Forum Stats

  • 3,768,281 Users
  • 2,252,770 Discussions
  • 7,874,513 Comments

Discussions

Purge Large Dataset

user12840908
user12840908 Member Posts: 35
edited Apr 11, 2017 1:50PM in General Database Discussions

Hi,

We have a table with millions of records (approx 120-125 M) and we have to purge few old records which will be close to 35 M (Table is not date partitioned)

It's a live production system.
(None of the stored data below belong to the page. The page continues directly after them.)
//! Build scene use case

use std::collections::HashMap;
use std::sync::Arc;

use cascade_domain::{DependencyTracker, DomainError, NodeDefinition, NodeId, SceneDefinition, StatePaths};

use crate::error::ApplicationError;
use crate::ports::OptionsSource;
use crate::scene::Scene;

/// Errors that can occur when building a scene.
#[derive(Debug, thiserror::Error)]
pub enum BuildSceneError {
    /// The definition failed validation.
    #[error("Invalid scene definition: {0}")]
    Invalid(#[from] DomainError),

    /// The tree could not be assembled.
    #[error("Failed to assemble scene: {0}")]
    Assembly(#[from] ApplicationError),
}

/// Turns a scene definition into an inactive [`Scene`].
///
/// Nodes are created inactive; activation is left to the caller so that it
/// happens inside a runtime.
pub struct BuildScene {
    sources: HashMap<String, Arc<dyn OptionsSource>>,
}

impl BuildScene {
    /// Creates a new `BuildScene` use case without sources.
    #[must_use]
    pub fn new() -> Self {
        Self {
            sources: HashMap::new(),
        }
    }

    /// Registers an options source on every built scene.
    #[must_use]
    pub fn with_source(mut self, name: impl Into<String>, source: Arc<dyn OptionsSource>) -> Self {
        self.sources.insert(name.into(), source);
        self
    }

    /// Executes the use case.
    ///
    /// # Errors
    /// Returns an error if the definition is invalid.
    pub fn execute(&self, definition: SceneDefinition) -> Result<Scene, BuildSceneError> {
        definition.validate()?;

        let mut scene = Scene::new(definition.title);
        for (name, source) in &self.sources {
            scene.register_source(name.clone(), Arc::clone(source));
        }

        let root = scene.root();
        Self::build_node(&mut scene, root, definition.root)?;
        Ok(scene)
    }

    fn build_node(scene: &mut Scene, id: NodeId, node: NodeDefinition) -> Result<(), BuildSceneError> {
        scene.set_auto_activate(id, node.active)?;

        if !node.state.is_empty() || node.state_paths.is_some() {
            let paths = node.state_paths.map_or(StatePaths::All, StatePaths::Fields);
            scene.set_node_state(id, node.state)?;
            scene.track(id, DependencyTracker::new(paths))?;
        }

        if let Some(range) = node.time_range {
            scene.set_time_range(id, range)?;
        }

        if !node.variables.is_empty() {
            let variables = node
                .variables
                .into_iter()
                .map(cascade_domain::VariableDefinition::into_variable)
                .collect();
            scene.attach_scope(id, variables)?;
        }

        for child in node.children {
            let child_id = scene.add_node(id, child.title.clone())?;
            Self::build_node(scene, child_id, child)?;
        }
        Ok(())
    }
}

impl Default for BuildScene {
    fn default() -> Self {
        Self::new()
    }
}

#[cfg(test)]
#[allow(clippy::unwrap_used, clippy::expect_used, clippy::panic)]
mod tests {
    use super::*;
    use cascade_domain::VariableValue;

    fn definition() -> SceneDefinition {
        serde_json::from_str(
            r#"{
                "title": "ops",
                "root": {
                    "title": "dashboard",
                    "variables": [{"name": "env", "type": "constant", "value": "prod"}],
                    "children": [
                        {"title": "panel", "state": {"expr": "up{env=\"$env\"}"}},
                        {"title": "collapsed", "active": false}
                    ]
                }
            }"#,
        )
        .unwrap()
    }

    #[test]
    fn test_builds_tree() {
        let scene = BuildScene::new().execute(definition()).unwrap();
        let root = scene.root();
        assert_eq!(scene.title(), "ops");
        assert_eq!(scene.node_count(), 3);

        let scope = scene.scope_of(root).unwrap().unwrap();
        assert_eq!(
            scene.variable(scope, "env").unwrap().value(),
            &VariableValue::from("prod")
        );

        let panel = scene.children_of(root).unwrap()[0];
        assert_eq!(scene.title_of(panel).unwrap(), "panel");
        assert!(scene.tracker(panel).unwrap().is_some());
        assert_eq!(scene.interpolate(panel, "$env").unwrap(), "prod");
    }

    #[test]
    fn test_inactive_flag_survives() {
        let mut scene = BuildScene::new().execute(definition()).unwrap();
        let root = scene.root();
        scene.activate_subtree(root).unwrap();
        let children = scene.children_of(root).unwrap().to_vec();
        assert!(scene.is_active(children[0]).unwrap());
        assert!(!scene.is_active(children[1]).unwrap());
    }

    #[test]
    fn test_rejects_invalid_names() {
        let mut definition = definition();
        definition.root.variables[0].name = "not valid".into();
        assert!(matches!(
            BuildScene::new().execute(definition),
            Err(BuildSceneError::Invalid(DomainError::InvalidVariableName(_)))
        ));
    }
}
Ofcource we can't simply issue single delete statement and delete all 35 M records in one go.

We plan to create a pl/sql unit to delete records in Batch (lets says of size 100k)
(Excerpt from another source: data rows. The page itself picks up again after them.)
//! The scene: a consumer tree with variable scopes and their scheduler.
//!
//! Nodes and scopes live in arenas owned by [`Scene`] and are addressed by
//! [`NodeId`] and [`ScopeId`]. Revalidations run as tokio tasks in a
//! [`JoinSet`]; their results are applied only inside
//! [`Scene::process_next_completion`], so every scheduling collection is
//! mutated from synchronous code holding `&mut Scene`.

mod macros;
mod notify;
mod resolver;
mod scheduler;
mod tree;
mod variable_set;

use std::collections::HashMap;
use std::sync::Arc;

use tokio::sync::broadcast;
use tokio::task::{self, JoinSet};

use cascade_domain::{NodeId, ScopeId, Variable, VariableOption, VariableValue};

use crate::error::{ApplicationError, ApplicationResult};
use crate::ports::{OptionsSource, SourceError};

pub use macros::{MACROS, MacroInfo};

use tree::ConsumerNode;
use variable_set::VariableSet;

const EVENT_CAPACITY: usize = 256;

type FetchResult = Result<Option<Vec<VariableOption>>, SourceError>;

/// Broadcast whenever a variable's value or text changed.
#[derive(Debug, Clone, PartialEq, Eq)]
pub struct VariableChanged {
    /// Scope owning the variable.
    pub scope: ScopeId,
    /// Variable name.
    pub name: String,
    /// New value.
    pub value: VariableValue,
    /// New display text.
    pub text: VariableValue,
}

#[derive(Debug, Clone, PartialEq, Eq)]
struct RunKey {
    scope: ScopeId,
    name: String,
}

/// A consumer tree with variable scopes.
pub struct Scene {
    title: String,
    nodes: Vec<ConsumerNode>,
    sets: Vec<VariableSet>,
    sources: HashMap<String, Arc<dyn OptionsSource>>,
    in_flight: JoinSet<FetchResult>,
    runs: HashMap<task::Id, RunKey>,
    events: broadcast::Sender<VariableChanged>,
}

impl Scene {
    /// Creates a scene holding only an inactive root node.
    #[must_use]
    pub fn new(title: impl Into<String>) -> Self {
        let title = title.into();
        let (events, _) = broadcast::channel(EVENT_CAPACITY);
        Self {
            nodes: vec![ConsumerNode::new(title.clone(), None)],
            title,
            sets: Vec::new(),
            sources: HashMap::new(),
            in_flight: JoinSet::new(),
            runs: HashMap::new(),
            events,
        }
    }

    /// Returns the scene title.
    #[must_use]
    pub fn title(&self) -> &str {
        &self.title
    }

    /// Returns the root node.
    #[must_use]
    pub const fn root(&self) -> NodeId {
        NodeId::new(0)
    }

    /// Number of nodes in the tree.
    #[must_use]
    pub fn node_count(&self) -> usize {
        self.nodes.len()
    }

    /// Registers an options source under a name for query variables.
    pub fn register_source(&mut self, name: impl Into<String>, source: Arc<dyn OptionsSource>) {
        self.sources.insert(name.into(), source);
    }

    /// Subscribes to value-changed events.
    #[must_use]
    pub fn subscribe(&self) -> broadcast::Receiver<VariableChanged> {
        self.events.subscribe()
    }

    /// Every scope in creation order.
    pub fn scopes(&self) -> impl Iterator<Item = ScopeId> + '_ {
        (0..self.sets.len()).map(ScopeId::new)
    }

    /// The variables of a scope in declaration order.
    ///
    /// # Errors
    /// Returns `UnknownScope` if the scope does not exist.
    pub fn variables(&self, scope: ScopeId) -> ApplicationResult<&[Variable]> {
        Ok(&self.set(scope)?.variables)
    }

    /// Looks up a variable owned by a scope.
    ///
    /// # Errors
    /// Returns `UnknownScope` or `UnknownVariable`.
    pub fn variable(&self, scope: ScopeId, name: &str) -> ApplicationResult<&Variable> {
        self.set(scope)?
            .get(name)
            .ok_or_else(|| ApplicationError::UnknownVariable {
                scope,
                name: name.to_string(),
            })
    }

    /// Returns true if any revalidation is in flight.
    #[must_use]
    pub fn has_pending_updates(&self) -> bool {
        !self.runs.is_empty()
    }

    /// Waits for the next revalidation task to finish and applies it.
    ///
    /// Results of cancelled runs are discarded. Returns false once no task
    /// is left.
    pub async fn process_next_completion(&mut self) -> bool {
        let Some(joined) = self.in_flight.join_next_with_id().await else {
            return false;
        };
        match joined {
            Ok((id, result)) => {
                if let Some(key) = self.runs.remove(&id) {
                    self.handle_completion(key, id, result.map_err(|e| e.to_string()));
                }
            }
            Err(err) if err.is_cancelled() => {
                self.runs.remove(&err.id());
            }
            Err(err) => {
                if let Some(key) = self.runs.remove(&err.id()) {
                    let message = format!("options source panicked: {err}");
                    self.handle_completion(key, err.id(), Err(message));
                }
            }
        }
        true
    }

    /// Processes completions until no revalidation is in flight.
    ///
    /// Variables still queued behind an inactive scope stay queued.
    pub async fn run_until_idle(&mut self) {
        while self.process_next_completion().await {}
    }

    pub(crate) fn set(&self, scope: ScopeId) -> ApplicationResult<&VariableSet> {
        self.sets
            .get(scope.index())
            .ok_or(ApplicationError::UnknownScope(scope))
    }

    pub(crate) fn set_mut(&mut self, scope: ScopeId) -> ApplicationResult<&mut VariableSet> {
        self.sets
            .get_mut(scope.index())
            .ok_or(ApplicationError::UnknownScope(scope))
    }
}

impl std::fmt::Debug for Scene {
    fn fmt(&self, f: &mut std::fmt::Formatter<'_>) -> std::fmt::Result {
        f.debug_struct("Scene")
            .field("title", &self.title)
            .field("nodes", &self.nodes.len())
            .field("scopes", &self.sets.len())
            .field("sources", &self.sources.keys().collect::<Vec<_>>())
            .field("in_flight", &self.runs.len())
            .finish_non_exhaustive()
    }
}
Now the question is, out of two below available methods which will be best from performance point of view.

Background:

Tables:

PURGE_TABLE (table to be purged, primary key REF_NO)

DELETE_ID  - Column1: REF_NO (list of REF_NO to be deleted), Column2: BATCH_NO

Option 1:

For I IN 1.. TOTAL_BATCH

LOOP

DELETE FROM PURGE_TABLE WHERE  REF_NO IN (SELECT REF_NO FROM DELETE_ID WHERE BATCH_NO= I)

COMMIT;

END LOOP;

Option 2:

For I IN 1.. TOTAL_BATCH

SELECT REF_NO INTO TYPE_VAR FROM DELETE_ID WHERE BATCH_NO= I;

FORALL J IN TYPE_VAR.FIRST..TYPE_VAR.LAST

DELETE FROM PURGE_TABLE WHERE  REF_NO = TYPE_VAR(J);

END LOOP;

What will be the best approach?

Regards!

jgarryuser12840908

Best Answer

  • jgarry
    jgarry Member Posts: 13,842
    edited Apr 7, 2017 12:37PM Accepted Answer

    It is reasonable to worry about using up undo and subjecting other sessions to ora-1555 risk.  Personally, I tend to keep a large undo just to avoid this worry in the rare situations where it applies.  But I can understand others not having that luxury.  I would recommend to the OP to search for ora-1555 on asktom, there are several considerations.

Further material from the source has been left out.